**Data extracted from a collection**
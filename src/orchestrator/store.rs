//! Job persistence across the approval pause.

use super::state::JobState;
use crate::error::{ReconError, Result};
use dashmap::DashMap;
use rusqlite::{params, Connection, OptionalExtension};
use std::path::Path;
use std::sync::Mutex;
use tracing::info;

pub trait JobStore: Send + Sync {
    fn save(&self, state: &JobState) -> Result<()>;
    fn load(&self, job_id: &str) -> Result<Option<JobState>>;
    fn remove(&self, job_id: &str) -> Result<bool>;
}

/// Process-local store; jobs vanish on restart.
#[derive(Default)]
pub struct MemoryJobStore {
    jobs: DashMap<String, JobState>,
}

impl MemoryJobStore {
    pub fn new() -> Self {
        Self::default()
    }

    pub fn len(&self) -> usize {
        self.jobs.len()
    }

    pub fn is_empty(&self) -> bool {
        self.jobs.is_empty()
    }
}

impl JobStore for MemoryJobStore {
    fn save(&self, state: &JobState) -> Result<()> {
        self.jobs.insert(state.job_id.clone(), state.clone());
        Ok(())
    }

    fn load(&self, job_id: &str) -> Result<Option<JobState>> {
        Ok(self.jobs.get(job_id).map(|entry| entry.value().clone()))
    }

    fn remove(&self, job_id: &str) -> Result<bool> {
        Ok(self.jobs.remove(job_id).is_some())
    }
}

/// SQLite-backed store; each job is one JSON document.
pub struct SqliteJobStore {
    conn: Mutex<Connection>,
}

impl SqliteJobStore {
    pub fn open(path: &Path) -> Result<Self> {
        let conn = Connection::open(path)?;
        Self::init(conn)
    }

    pub fn in_memory() -> Result<Self> {
        Self::init(Connection::open_in_memory()?)
    }

    fn init(conn: Connection) -> Result<Self> {
        conn.execute(
            "CREATE TABLE IF NOT EXISTS recon_jobs (
                job_id TEXT PRIMARY KEY,
                phase TEXT NOT NULL,
                status TEXT NOT NULL,
                state_json TEXT NOT NULL,
                updated_at TEXT NOT NULL
            )",
            [],
        )?;
        info!("Job store ready");
        Ok(Self {
            conn: Mutex::new(conn),
        })
    }

    fn conn(&self) -> Result<std::sync::MutexGuard<'_, Connection>> {
        self.conn
            .lock()
            .map_err(|_| ReconError::Store("Job store lock poisoned".to_string()))
    }
}

impl JobStore for SqliteJobStore {
    fn save(&self, state: &JobState) -> Result<()> {
        let json = serde_json::to_string(state)?;
        let conn = self.conn()?;
        conn.execute(
            "INSERT INTO recon_jobs (job_id, phase, status, state_json, updated_at)
             VALUES (?1, ?2, ?3, ?4, ?5)
             ON CONFLICT(job_id) DO UPDATE SET
                phase = excluded.phase,
                status = excluded.status,
                state_json = excluded.state_json,
                updated_at = excluded.updated_at",
            params![
                state.job_id,
                state.phase.to_string(),
                serde_json::to_string(&state.status)?.trim_matches('"'),
                json,
                state.updated_at.to_rfc3339(),
            ],
        )?;
        Ok(())
    }

    fn load(&self, job_id: &str) -> Result<Option<JobState>> {
        let conn = self.conn()?;
        let json: Option<String> = conn
            .query_row(
                "SELECT state_json FROM recon_jobs WHERE job_id = ?1",
                params![job_id],
                |row| row.get(0),
            )
            .optional()?;
        match json {
            Some(json) => Ok(Some(serde_json::from_str(&json)?)),
            None => Ok(None),
        }
    }

    fn remove(&self, job_id: &str) -> Result<bool> {
        let conn = self.conn()?;
        let removed = conn.execute("DELETE FROM recon_jobs WHERE job_id = ?1", params![job_id])?;
        Ok(removed > 0)
    }
}

#[cfg(test)]
mod tests {
    use super::*;
    use crate::orchestrator::state::{Phase, ReconRequest, RunStatus};

    fn sample(id: &str) -> JobState {
        let mut state = JobState::new(id.to_string(), &ReconRequest::default());
        state.enter(Phase::AwaitApproval);
        state.status = RunStatus::PendingApproval;
        state.warn("something was dropped");
        state
    }

    fn exercise(store: &dyn JobStore) {
        assert!(store.load("missing").unwrap().is_none());
        let state = sample("job-1");
        store.save(&state).unwrap();
        assert_eq!(store.load("job-1").unwrap(), Some(state.clone()));

        let mut updated = state;
        updated.status = RunStatus::Done;
        store.save(&updated).unwrap();
        assert_eq!(store.load("job-1").unwrap().unwrap().status, RunStatus::Done);

        assert!(store.remove("job-1").unwrap());
        assert!(!store.remove("job-1").unwrap());
    }

    #[test]
    fn test_memory_store() {
        exercise(&MemoryJobStore::new());
    }

    #[test]
    fn test_sqlite_store() {
        exercise(&SqliteJobStore::in_memory().unwrap());
    }

    #[test]
    fn test_sqlite_store_survives_reopen() {
        let dir = tempfile::tempdir().unwrap();
        let path = dir.path().join("jobs.db");
        SqliteJobStore::open(&path).unwrap().save(&sample("job-2")).unwrap();
        let reopened = SqliteJobStore::open(&path).unwrap();
        assert_eq!(reopened.load("job-2").unwrap().unwrap().phase, Phase::AwaitApproval);
    }
}
//! Query Synthesizer
//!
//! Turns an approved match set into a deterministic reconciliation query:
//! join-key selection, column validation, typed comparison pairs and the
//! rendered SQL text.

pub mod rules;
pub mod template;

use crate::dataset::ColumnType;
use crate::error::{ReconError, Result};
use crate::schema_matcher::{ColumnMatch, ColumnPair};
use serde::{Deserialize, Serialize};
use std::collections::HashSet;
use tracing::{info, warn};

pub const DEFAULT_ABS_THRESHOLD: f64 = 0.01;
pub const DEFAULT_REL_THRESHOLD: f64 = 0.001;
pub const DEFAULT_JOIN_KEY_TOKEN: &str = "id";

#[derive(Debug, Clone, Copy, PartialEq, Serialize, Deserialize)]
pub struct Thresholds {
    #[serde(default = "default_abs")]
    pub abs: f64,
    #[serde(default = "default_rel")]
    pub rel: f64,
}

fn default_abs() -> f64 {
    DEFAULT_ABS_THRESHOLD
}

fn default_rel() -> f64 {
    DEFAULT_REL_THRESHOLD
}

impl Default for Thresholds {
    fn default() -> Self {
        Self {
            abs: DEFAULT_ABS_THRESHOLD,
            rel: DEFAULT_REL_THRESHOLD,
        }
    }
}

impl Thresholds {
    pub fn validate(&self) -> Result<()> {
        for (name, value) in [("abs", self.abs), ("rel", self.rel)] {
            if !value.is_finite() || value < 0.0 {
                return Err(ReconError::Configuration(format!(
                    "Threshold `{}` must be a non-negative number, got {}",
                    name, value
                )));
            }
        }
        Ok(())
    }
}

/// Which matches are treated as join keys.
#[derive(Debug, Clone, PartialEq)]
pub struct JoinKeyPolicy {
    /// Lowercased substring marking a key column.
    pub key_token: String,
}

impl JoinKeyPolicy {
    pub fn new(key_token: impl Into<String>) -> Self {
        Self {
            key_token: key_token.into().to_lowercase(),
        }
    }

    fn is_key(&self, m: &ColumnMatch) -> bool {
        m.source.to_lowercase().contains(&self.key_token) || m.target.to_lowercase().contains(&self.key_token)
    }
}

impl Default for JoinKeyPolicy {
    fn default() -> Self {
        Self::new(DEFAULT_JOIN_KEY_TOKEN)
    }
}

/// A physical table and, when known, its column set.
#[derive(Debug, Clone, PartialEq, Serialize, Deserialize)]
pub struct TableSpec {
    pub table_id: String,
    /// Empty means unknown; nothing is validated against it.
    #[serde(default)]
    pub columns: Vec<String>,
}

impl TableSpec {
    pub fn new(table_id: impl Into<String>, columns: Vec<String>) -> Self {
        Self {
            table_id: table_id.into(),
            columns,
        }
    }

    fn knows(&self, column: &str) -> bool {
        self.columns.is_empty() || self.columns.iter().any(|c| c == column)
    }
}

#[derive(Debug, Clone, Default, PartialEq, Serialize, Deserialize)]
pub struct ComparisonSet {
    pub numeric: Vec<ColumnPair>,
    pub array: Vec<ColumnPair>,
    pub string: Vec<ColumnPair>,
}

impl ComparisonSet {
    pub fn is_empty(&self) -> bool {
        self.numeric.is_empty() && self.array.is_empty() && self.string.is_empty()
    }

    pub fn len(&self) -> usize {
        self.numeric.len() + self.array.len() + self.string.len()
    }

    fn push(&mut self, column_type: ColumnType, pair: ColumnPair) {
        match column_type {
            ColumnType::Numeric => self.numeric.push(pair),
            ColumnType::Array => self.array.push(pair),
            ColumnType::String => self.string.push(pair),
        }
    }
}

/// The structured form the query text is rendered from.
#[derive(Debug, Clone, PartialEq, Serialize, Deserialize)]
pub struct ReconPlan {
    pub table_a: String,
    pub table_b: String,
    pub join_pairs: Vec<ColumnPair>,
    pub comparisons: ComparisonSet,
    pub thresholds: Thresholds,
}

#[derive(Debug, Clone, PartialEq, Serialize, Deserialize)]
pub struct ReconQuery {
    pub sql: String,
    pub plan: ReconPlan,
}

/// Query plus everything that was dropped on the way.
#[derive(Debug, Clone, PartialEq)]
pub struct Synthesis {
    pub query: ReconQuery,
    pub warnings: Vec<String>,
}

pub struct QuerySynthesizer {
    policy: JoinKeyPolicy,
}

impl QuerySynthesizer {
    pub fn new(policy: JoinKeyPolicy) -> Self {
        Self { policy }
    }

    /// Join keys per policy: every key-like match, else the first match.
    pub fn select_join_keys<'m>(&self, matches: &'m [ColumnMatch]) -> Result<Vec<&'m ColumnMatch>> {
        let keyed: Vec<&ColumnMatch> = matches.iter().filter(|m| self.policy.is_key(m)).collect();
        if !keyed.is_empty() {
            return Ok(keyed);
        }
        matches
            .first()
            .map(|m| vec![m])
            .ok_or_else(|| ReconError::JoinKey("No matches available to join on".to_string()))
    }

    pub fn synthesize(
        &self,
        matches: &[ColumnMatch],
        thresholds: &Thresholds,
        table_a: &TableSpec,
        table_b: &TableSpec,
    ) -> Result<Synthesis> {
        thresholds.validate()?;
        let mut warnings = Vec::new();

        let candidates = self.select_join_keys(matches)?;
        let mut join_pairs = Vec::new();
        let mut rejected = Vec::new();
        for m in &candidates {
            if table_a.knows(&m.source) && table_b.knows(&m.target) {
                join_pairs.push(m.pair());
            } else {
                rejected.push(format!("{} = {}", m.source, m.target));
            }
        }
        if !rejected.is_empty() {
            let message = format!("Dropped join keys referencing unknown columns: {}", rejected.join(", "));
            warn!("{}", message);
            warnings.push(message);
        }
        if join_pairs.is_empty() {
            return Err(ReconError::JoinKey(format!(
                "No valid join keys; missing columns for: {}",
                rejected.join(", ")
            )));
        }

        let key_pairs: HashSet<ColumnPair> = candidates.iter().map(|m| m.pair()).collect();
        let mut comparisons = ComparisonSet::default();
        for m in matches.iter().filter(|m| !key_pairs.contains(&m.pair())) {
            if table_a.knows(&m.source) && table_b.knows(&m.target) {
                comparisons.push(m.column_type, m.pair());
            } else {
                let message = format!(
                    "Dropped {} comparison {} -> {}: column not found",
                    m.column_type, m.source, m.target
                );
                warn!("{}", message);
                warnings.push(message);
            }
        }
        if comparisons.is_empty() {
            warnings.push("No comparison columns; the query cannot flag any row".to_string());
        }

        let plan = ReconPlan {
            table_a: table_a.table_id.clone(),
            table_b: table_b.table_id.clone(),
            join_pairs,
            comparisons,
            thresholds: *thresholds,
        };
        let sql = template::render(&plan);
        info!(
            "Synthesized reconciliation query: {} join keys, {} comparisons",
            plan.join_pairs.len(),
            plan.comparisons.len()
        );
        Ok(Synthesis {
            query: ReconQuery { sql, plan },
            warnings,
        })
    }
}

#[cfg(test)]
mod tests {
    use super::*;
    use crate::schema_matcher::MatchOrigin;

    fn m(source: &str, target: &str, t: ColumnType) -> ColumnMatch {
        ColumnMatch {
            source: source.into(),
            target: target.into(),
            confidence: 0.9,
            column_type: t,
            origin: MatchOrigin::Deterministic,
        }
    }

    fn tables() -> (TableSpec, TableSpec) {
        (TableSpec::new("p.ds.a", vec![]), TableSpec::new("p.ds.b", vec![]))
    }

    #[test]
    fn test_join_key_by_token() {
        let synth = QuerySynthesizer::new(JoinKeyPolicy::default());
        let matches = vec![
            m("name", "full_name", ColumnType::String),
            m("emp_id", "employee_id", ColumnType::Numeric),
        ];
        let keys = synth.select_join_keys(&matches).unwrap();
        assert_eq!(keys.len(), 1);
        assert_eq!(keys[0].source, "emp_id");
        assert_eq!(keys[0].target, "employee_id");
    }

    #[test]
    fn test_join_key_falls_back_to_first_match() {
        let synth = QuerySynthesizer::new(JoinKeyPolicy::default());
        let matches = vec![
            m("name", "full_name", ColumnType::String),
            m("amount", "amt", ColumnType::Numeric),
        ];
        let keys = synth.select_join_keys(&matches).unwrap();
        assert_eq!(keys[0].source, "name");
    }

    #[test]
    fn test_no_matches_is_join_key_error() {
        let synth = QuerySynthesizer::new(JoinKeyPolicy::default());
        let (a, b) = tables();
        let err = synth.synthesize(&[], &Thresholds::default(), &a, &b).unwrap_err();
        assert!(matches!(err, ReconError::JoinKey(_)));
    }

    #[test]
    fn test_unknown_join_columns_are_fatal() {
        let synth = QuerySynthesizer::new(JoinKeyPolicy::default());
        let a = TableSpec::new("a", vec!["emp_id".into()]);
        let b = TableSpec::new("b", vec!["other".into()]);
        let matches = vec![m("emp_id", "employee_id", ColumnType::Numeric)];
        let err = synth.synthesize(&matches, &Thresholds::default(), &a, &b).unwrap_err();
        match err {
            ReconError::JoinKey(msg) => assert!(msg.contains("emp_id = employee_id")),
            other => panic!("unexpected error {other:?}"),
        }
    }

    #[test]
    fn test_comparisons_partitioned_and_validated() {
        let synth = QuerySynthesizer::new(JoinKeyPolicy::default());
        let a = TableSpec::new("a", vec!["emp_id".into(), "salary".into(), "tags".into(), "ghost".into()]);
        let b = TableSpec::new("b", vec!["employee_id".into(), "pay".into(), "labels".into()]);
        let matches = vec![
            m("emp_id", "employee_id", ColumnType::Numeric),
            m("salary", "pay", ColumnType::Numeric),
            m("tags", "labels", ColumnType::Array),
            m("ghost", "missing", ColumnType::String),
        ];
        let out = synth.synthesize(&matches, &Thresholds::default(), &a, &b).unwrap();
        let plan = &out.query.plan;
        assert_eq!(plan.join_pairs, vec![ColumnPair::new("emp_id", "employee_id")]);
        assert_eq!(plan.comparisons.numeric, vec![ColumnPair::new("salary", "pay")]);
        assert_eq!(plan.comparisons.array, vec![ColumnPair::new("tags", "labels")]);
        assert!(plan.comparisons.string.is_empty());
        assert_eq!(out.warnings.len(), 1);
        assert!(out.warnings[0].contains("ghost"));
    }

    #[test]
    fn test_join_only_query_warns_and_never_flags() {
        let synth = QuerySynthesizer::new(JoinKeyPolicy::default());
        let (a, b) = tables();
        let matches = vec![m("id", "id", ColumnType::Numeric)];
        let out = synth.synthesize(&matches, &Thresholds::default(), &a, &b).unwrap();
        assert!(out.query.plan.comparisons.is_empty());
        assert!(out.query.sql.contains("WHERE FALSE"));
        assert_eq!(out.warnings.len(), 1);
    }

    #[test]
    fn test_synthesis_is_deterministic() {
        let synth = QuerySynthesizer::new(JoinKeyPolicy::default());
        let (a, b) = tables();
        let matches = vec![
            m("emp_id", "employee_id", ColumnType::Numeric),
            m("salary", "pay", ColumnType::Numeric),
            m("city", "town", ColumnType::String),
        ];
        let first = synth.synthesize(&matches, &Thresholds::default(), &a, &b).unwrap();
        let second = synth.synthesize(&matches, &Thresholds::default(), &a, &b).unwrap();
        assert_eq!(first.query.sql, second.query.sql);
    }

    #[test]
    fn test_invalid_thresholds_rejected() {
        let synth = QuerySynthesizer::new(JoinKeyPolicy::default());
        let (a, b) = tables();
        let matches = vec![m("id", "id", ColumnType::Numeric)];
        let bad = Thresholds { abs: -1.0, rel: 0.1 };
        assert!(matches!(
            synth.synthesize(&matches, &bad, &a, &b),
            Err(ReconError::Configuration(_))
        ));
    }
}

**EXERCISE GOAL**
Copy all lines of the preceding data that hold the word "ghost".

**OUTPUT OF THE TASK**
        let a = TableSpec::new("a", vec!["emp_id".into(), "salary".into(), "tags".into(), "ghost".into()]);
            m("ghost", "missing", ColumnType::String),
        assert!(out.warnings[0].contains("ghost"));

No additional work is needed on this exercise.